- **Assignment**
Below are the entries to work from; restate word for word the portion that opens with the line containing "pub fn new()" and closes with the line containing "use super::*;", keeping both.

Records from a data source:
■ ■ ■ ■ ■

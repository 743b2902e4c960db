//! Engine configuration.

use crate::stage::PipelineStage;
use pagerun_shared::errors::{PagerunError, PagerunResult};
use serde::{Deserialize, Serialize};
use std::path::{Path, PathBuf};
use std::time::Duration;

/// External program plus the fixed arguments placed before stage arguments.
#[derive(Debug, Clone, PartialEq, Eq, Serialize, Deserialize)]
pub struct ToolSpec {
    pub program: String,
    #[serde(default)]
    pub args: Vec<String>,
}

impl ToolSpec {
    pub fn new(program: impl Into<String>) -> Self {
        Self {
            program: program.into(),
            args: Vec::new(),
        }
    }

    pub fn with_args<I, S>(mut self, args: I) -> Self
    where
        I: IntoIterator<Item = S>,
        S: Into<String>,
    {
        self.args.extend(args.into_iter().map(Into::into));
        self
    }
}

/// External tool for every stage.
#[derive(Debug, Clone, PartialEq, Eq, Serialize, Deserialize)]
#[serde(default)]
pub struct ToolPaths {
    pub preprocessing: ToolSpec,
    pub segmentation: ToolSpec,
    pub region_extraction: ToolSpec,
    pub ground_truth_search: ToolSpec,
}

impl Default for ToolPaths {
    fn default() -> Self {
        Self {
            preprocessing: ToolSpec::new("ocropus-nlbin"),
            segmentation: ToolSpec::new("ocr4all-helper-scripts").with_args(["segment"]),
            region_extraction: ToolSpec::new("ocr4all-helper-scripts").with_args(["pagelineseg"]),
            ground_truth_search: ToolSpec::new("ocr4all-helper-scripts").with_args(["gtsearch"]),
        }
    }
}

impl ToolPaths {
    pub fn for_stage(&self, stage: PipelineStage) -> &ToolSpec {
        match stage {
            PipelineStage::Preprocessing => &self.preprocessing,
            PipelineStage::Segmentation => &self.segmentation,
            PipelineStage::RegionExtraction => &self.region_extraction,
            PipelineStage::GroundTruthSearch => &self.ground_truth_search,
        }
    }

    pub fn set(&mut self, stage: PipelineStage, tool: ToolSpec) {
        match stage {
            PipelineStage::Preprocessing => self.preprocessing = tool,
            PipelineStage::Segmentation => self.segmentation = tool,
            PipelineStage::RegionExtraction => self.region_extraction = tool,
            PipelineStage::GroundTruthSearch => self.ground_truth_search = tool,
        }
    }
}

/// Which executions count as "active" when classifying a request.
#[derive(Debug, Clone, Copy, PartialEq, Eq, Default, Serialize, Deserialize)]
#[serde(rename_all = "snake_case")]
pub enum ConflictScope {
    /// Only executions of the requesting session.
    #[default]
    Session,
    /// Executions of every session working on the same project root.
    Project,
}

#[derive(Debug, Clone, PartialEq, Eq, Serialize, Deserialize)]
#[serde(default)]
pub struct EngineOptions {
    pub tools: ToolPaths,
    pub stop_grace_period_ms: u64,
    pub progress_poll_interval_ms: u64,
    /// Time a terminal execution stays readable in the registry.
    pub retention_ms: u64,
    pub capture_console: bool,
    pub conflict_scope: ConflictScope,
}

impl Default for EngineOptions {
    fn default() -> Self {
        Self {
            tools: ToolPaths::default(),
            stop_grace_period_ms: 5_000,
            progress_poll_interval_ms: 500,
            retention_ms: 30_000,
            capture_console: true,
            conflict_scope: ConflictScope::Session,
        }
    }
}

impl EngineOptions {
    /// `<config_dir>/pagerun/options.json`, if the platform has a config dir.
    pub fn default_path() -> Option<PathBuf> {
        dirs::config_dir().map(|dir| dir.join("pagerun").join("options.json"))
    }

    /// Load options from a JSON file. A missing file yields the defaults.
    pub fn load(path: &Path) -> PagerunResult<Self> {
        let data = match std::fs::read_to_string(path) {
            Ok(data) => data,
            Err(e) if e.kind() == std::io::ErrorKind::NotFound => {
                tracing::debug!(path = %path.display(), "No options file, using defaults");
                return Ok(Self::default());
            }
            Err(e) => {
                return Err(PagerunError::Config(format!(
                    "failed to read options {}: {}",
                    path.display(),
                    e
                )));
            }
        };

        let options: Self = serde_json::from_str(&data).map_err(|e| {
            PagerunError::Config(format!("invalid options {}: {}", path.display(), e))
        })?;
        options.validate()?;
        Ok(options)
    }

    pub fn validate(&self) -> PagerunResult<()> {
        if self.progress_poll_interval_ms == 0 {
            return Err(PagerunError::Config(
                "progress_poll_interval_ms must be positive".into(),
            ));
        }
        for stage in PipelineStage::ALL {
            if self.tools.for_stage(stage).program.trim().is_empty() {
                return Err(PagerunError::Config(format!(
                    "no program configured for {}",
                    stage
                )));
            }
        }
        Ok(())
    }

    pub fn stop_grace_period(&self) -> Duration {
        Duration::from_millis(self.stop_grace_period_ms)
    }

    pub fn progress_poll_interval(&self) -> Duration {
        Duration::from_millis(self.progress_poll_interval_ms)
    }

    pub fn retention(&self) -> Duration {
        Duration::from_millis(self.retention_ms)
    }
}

■ ■ ■ ■ ■

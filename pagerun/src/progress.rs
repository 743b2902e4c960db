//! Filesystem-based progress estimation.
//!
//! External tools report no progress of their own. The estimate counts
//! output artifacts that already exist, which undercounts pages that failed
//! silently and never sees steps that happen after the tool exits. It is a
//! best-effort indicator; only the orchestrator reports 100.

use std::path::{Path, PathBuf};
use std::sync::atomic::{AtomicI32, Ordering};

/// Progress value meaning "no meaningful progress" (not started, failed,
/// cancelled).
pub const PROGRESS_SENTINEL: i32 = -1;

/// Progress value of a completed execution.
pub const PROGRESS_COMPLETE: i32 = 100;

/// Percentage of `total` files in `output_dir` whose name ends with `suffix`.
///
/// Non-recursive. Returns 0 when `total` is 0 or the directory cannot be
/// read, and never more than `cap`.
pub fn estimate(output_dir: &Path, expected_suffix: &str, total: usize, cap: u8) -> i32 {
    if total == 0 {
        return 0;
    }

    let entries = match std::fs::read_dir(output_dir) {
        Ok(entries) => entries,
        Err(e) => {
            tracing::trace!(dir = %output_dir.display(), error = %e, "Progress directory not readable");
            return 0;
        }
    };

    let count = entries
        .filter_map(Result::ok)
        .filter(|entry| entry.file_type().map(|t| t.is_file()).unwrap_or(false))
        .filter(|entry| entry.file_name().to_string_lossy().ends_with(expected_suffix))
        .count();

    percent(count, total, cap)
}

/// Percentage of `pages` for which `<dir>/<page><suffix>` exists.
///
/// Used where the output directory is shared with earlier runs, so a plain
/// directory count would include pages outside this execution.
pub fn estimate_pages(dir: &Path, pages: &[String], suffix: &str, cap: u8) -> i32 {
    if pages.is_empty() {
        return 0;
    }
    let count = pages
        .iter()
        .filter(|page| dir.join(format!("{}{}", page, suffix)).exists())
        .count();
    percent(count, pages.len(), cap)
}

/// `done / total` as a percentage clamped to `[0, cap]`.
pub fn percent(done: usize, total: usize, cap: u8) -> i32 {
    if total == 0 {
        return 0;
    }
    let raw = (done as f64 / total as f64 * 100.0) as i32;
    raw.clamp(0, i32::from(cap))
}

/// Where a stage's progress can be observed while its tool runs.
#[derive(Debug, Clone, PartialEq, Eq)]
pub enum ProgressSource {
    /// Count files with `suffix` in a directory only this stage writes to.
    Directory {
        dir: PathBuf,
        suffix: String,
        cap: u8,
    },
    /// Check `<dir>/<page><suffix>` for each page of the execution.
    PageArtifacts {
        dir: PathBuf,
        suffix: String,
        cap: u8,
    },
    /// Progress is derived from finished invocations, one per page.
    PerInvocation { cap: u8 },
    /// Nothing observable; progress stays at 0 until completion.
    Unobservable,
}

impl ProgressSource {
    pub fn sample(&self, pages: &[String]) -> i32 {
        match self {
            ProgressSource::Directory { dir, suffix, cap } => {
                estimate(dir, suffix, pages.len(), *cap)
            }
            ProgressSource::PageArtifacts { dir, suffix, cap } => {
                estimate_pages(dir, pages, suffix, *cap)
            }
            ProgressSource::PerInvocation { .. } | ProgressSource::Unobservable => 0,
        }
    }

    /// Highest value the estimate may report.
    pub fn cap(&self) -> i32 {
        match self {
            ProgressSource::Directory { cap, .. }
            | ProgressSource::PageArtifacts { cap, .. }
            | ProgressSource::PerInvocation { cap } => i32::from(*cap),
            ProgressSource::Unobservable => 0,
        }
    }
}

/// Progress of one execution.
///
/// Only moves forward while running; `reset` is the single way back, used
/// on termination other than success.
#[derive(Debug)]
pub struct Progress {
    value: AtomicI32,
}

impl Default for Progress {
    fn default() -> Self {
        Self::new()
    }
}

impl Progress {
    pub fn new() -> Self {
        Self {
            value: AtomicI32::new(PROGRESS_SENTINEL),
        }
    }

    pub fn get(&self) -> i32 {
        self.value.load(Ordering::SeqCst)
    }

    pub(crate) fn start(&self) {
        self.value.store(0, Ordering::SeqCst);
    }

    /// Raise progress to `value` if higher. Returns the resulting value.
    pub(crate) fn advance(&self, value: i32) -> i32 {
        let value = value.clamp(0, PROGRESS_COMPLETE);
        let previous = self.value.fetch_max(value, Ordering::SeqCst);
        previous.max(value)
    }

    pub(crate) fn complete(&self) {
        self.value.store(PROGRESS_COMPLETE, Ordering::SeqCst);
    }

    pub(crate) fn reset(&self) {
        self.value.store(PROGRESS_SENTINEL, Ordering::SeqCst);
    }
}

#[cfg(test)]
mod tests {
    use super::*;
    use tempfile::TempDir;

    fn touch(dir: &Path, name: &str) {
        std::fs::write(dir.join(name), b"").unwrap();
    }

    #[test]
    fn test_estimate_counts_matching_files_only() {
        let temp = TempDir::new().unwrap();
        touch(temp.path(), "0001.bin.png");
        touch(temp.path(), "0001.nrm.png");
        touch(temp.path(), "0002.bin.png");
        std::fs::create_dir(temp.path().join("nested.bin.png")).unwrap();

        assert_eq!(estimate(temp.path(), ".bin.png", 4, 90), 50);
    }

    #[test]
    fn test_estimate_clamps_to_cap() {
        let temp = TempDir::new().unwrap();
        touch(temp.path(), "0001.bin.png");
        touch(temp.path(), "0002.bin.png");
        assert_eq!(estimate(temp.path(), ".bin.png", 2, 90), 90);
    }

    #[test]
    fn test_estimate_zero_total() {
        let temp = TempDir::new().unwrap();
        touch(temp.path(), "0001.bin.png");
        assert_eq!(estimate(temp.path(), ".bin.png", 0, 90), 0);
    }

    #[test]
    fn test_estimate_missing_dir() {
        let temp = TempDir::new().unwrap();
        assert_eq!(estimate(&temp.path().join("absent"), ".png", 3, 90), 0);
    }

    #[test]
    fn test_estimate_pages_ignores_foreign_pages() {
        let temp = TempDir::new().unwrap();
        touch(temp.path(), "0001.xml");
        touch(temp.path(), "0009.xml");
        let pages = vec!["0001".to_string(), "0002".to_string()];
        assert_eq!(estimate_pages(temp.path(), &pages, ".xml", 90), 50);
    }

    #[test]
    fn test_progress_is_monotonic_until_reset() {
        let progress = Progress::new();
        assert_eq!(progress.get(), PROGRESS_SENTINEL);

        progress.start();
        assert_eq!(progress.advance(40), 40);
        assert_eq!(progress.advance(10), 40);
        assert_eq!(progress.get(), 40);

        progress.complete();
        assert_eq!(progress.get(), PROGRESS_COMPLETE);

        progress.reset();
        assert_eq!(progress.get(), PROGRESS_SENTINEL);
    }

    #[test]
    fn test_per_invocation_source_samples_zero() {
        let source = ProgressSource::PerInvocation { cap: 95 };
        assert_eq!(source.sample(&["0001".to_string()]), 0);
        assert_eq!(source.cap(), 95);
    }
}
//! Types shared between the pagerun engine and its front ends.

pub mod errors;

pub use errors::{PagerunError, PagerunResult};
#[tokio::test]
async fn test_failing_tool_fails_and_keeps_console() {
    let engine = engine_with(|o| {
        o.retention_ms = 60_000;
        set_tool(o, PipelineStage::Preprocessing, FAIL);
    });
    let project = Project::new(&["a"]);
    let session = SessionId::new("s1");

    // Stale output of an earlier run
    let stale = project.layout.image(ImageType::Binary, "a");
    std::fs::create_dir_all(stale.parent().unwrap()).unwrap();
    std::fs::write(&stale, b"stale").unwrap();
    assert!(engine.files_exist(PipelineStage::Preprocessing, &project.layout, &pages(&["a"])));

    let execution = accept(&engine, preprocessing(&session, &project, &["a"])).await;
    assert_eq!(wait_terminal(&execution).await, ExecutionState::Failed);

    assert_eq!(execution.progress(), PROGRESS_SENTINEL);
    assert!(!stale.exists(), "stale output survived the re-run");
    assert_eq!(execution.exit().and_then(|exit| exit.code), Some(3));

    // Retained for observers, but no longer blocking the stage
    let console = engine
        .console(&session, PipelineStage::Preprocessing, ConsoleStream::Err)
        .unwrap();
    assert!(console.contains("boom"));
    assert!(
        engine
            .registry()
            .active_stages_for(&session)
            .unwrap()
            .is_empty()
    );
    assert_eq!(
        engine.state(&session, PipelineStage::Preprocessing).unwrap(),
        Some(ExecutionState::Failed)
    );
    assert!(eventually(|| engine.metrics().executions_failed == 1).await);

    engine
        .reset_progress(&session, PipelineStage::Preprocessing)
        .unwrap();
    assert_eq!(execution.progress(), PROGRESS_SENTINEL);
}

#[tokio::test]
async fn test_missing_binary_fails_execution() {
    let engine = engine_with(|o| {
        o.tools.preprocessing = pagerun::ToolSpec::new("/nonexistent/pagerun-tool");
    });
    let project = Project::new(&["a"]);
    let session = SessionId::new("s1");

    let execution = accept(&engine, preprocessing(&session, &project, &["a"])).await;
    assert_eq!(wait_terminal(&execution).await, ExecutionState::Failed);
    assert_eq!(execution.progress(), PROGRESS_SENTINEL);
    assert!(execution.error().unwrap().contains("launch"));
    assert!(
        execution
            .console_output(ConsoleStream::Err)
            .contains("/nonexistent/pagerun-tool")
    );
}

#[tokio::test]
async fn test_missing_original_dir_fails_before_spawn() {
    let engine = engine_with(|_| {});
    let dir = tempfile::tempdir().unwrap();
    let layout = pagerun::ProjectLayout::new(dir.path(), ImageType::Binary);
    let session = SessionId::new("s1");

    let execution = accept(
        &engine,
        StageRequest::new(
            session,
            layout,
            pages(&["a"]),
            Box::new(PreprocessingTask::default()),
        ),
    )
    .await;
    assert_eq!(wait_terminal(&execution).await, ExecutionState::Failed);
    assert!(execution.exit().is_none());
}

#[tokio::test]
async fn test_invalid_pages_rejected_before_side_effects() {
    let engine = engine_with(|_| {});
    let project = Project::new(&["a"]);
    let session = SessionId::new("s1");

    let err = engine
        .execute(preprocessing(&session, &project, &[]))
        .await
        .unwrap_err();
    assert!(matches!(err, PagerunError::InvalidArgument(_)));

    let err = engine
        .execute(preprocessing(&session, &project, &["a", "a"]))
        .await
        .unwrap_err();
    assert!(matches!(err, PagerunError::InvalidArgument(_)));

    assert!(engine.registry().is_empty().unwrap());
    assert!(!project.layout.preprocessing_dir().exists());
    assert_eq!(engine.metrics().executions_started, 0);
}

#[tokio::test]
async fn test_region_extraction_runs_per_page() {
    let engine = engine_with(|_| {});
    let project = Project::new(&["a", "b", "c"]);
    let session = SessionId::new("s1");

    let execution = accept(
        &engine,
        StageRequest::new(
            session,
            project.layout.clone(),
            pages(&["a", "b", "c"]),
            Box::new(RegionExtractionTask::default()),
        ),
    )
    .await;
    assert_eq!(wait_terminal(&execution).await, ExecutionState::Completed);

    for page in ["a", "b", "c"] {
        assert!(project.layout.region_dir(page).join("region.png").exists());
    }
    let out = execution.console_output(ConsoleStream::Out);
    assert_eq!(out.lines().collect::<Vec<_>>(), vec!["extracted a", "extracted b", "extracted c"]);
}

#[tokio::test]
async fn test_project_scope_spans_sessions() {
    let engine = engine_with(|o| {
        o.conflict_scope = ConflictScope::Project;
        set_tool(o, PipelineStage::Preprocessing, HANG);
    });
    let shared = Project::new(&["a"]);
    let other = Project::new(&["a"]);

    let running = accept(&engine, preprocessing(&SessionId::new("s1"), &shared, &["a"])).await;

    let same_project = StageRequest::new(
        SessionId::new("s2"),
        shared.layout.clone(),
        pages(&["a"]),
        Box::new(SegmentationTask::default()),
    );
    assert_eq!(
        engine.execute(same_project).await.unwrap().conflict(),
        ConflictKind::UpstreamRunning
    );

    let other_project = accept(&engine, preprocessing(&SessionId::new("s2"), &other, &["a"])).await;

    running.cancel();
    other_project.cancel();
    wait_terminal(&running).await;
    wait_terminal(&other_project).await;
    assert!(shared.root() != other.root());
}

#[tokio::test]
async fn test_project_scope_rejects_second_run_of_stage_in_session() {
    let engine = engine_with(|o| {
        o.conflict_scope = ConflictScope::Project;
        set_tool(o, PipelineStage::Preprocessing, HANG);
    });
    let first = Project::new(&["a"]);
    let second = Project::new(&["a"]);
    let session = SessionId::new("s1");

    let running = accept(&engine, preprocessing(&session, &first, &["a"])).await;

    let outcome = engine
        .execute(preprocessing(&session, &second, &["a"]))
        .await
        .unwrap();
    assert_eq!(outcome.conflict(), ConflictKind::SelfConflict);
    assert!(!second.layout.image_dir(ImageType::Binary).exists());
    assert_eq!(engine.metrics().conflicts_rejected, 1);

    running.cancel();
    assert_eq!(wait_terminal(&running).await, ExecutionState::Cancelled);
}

■ ■ ■ ■ ■

- **Reply to the exercise**
    pub fn new() -> Self {
        Self {
            value: AtomicI32::new(PROGRESS_SENTINEL),
        }
    }

    pub fn get(&self) -> i32 {
        self.value.load(Ordering::SeqCst)
    }

    pub(crate) fn start(&self) {
        self.value.store(0, Ordering::SeqCst);
    }

    /// Raise progress to `value` if higher. Returns the resulting value.
    pub(crate) fn advance(&self, value: i32) -> i32 {
        let value = value.clamp(0, PROGRESS_COMPLETE);
        let previous = self.value.fetch_max(value, Ordering::SeqCst);
        previous.max(value)
    }

    pub(crate) fn complete(&self) {
        self.value.store(PROGRESS_COMPLETE, Ordering::SeqCst);
    }

    pub(crate) fn reset(&self) {
        self.value.store(PROGRESS_SENTINEL, Ordering::SeqCst);
    }
}

#[cfg(test)]
mod tests {
    use super::*;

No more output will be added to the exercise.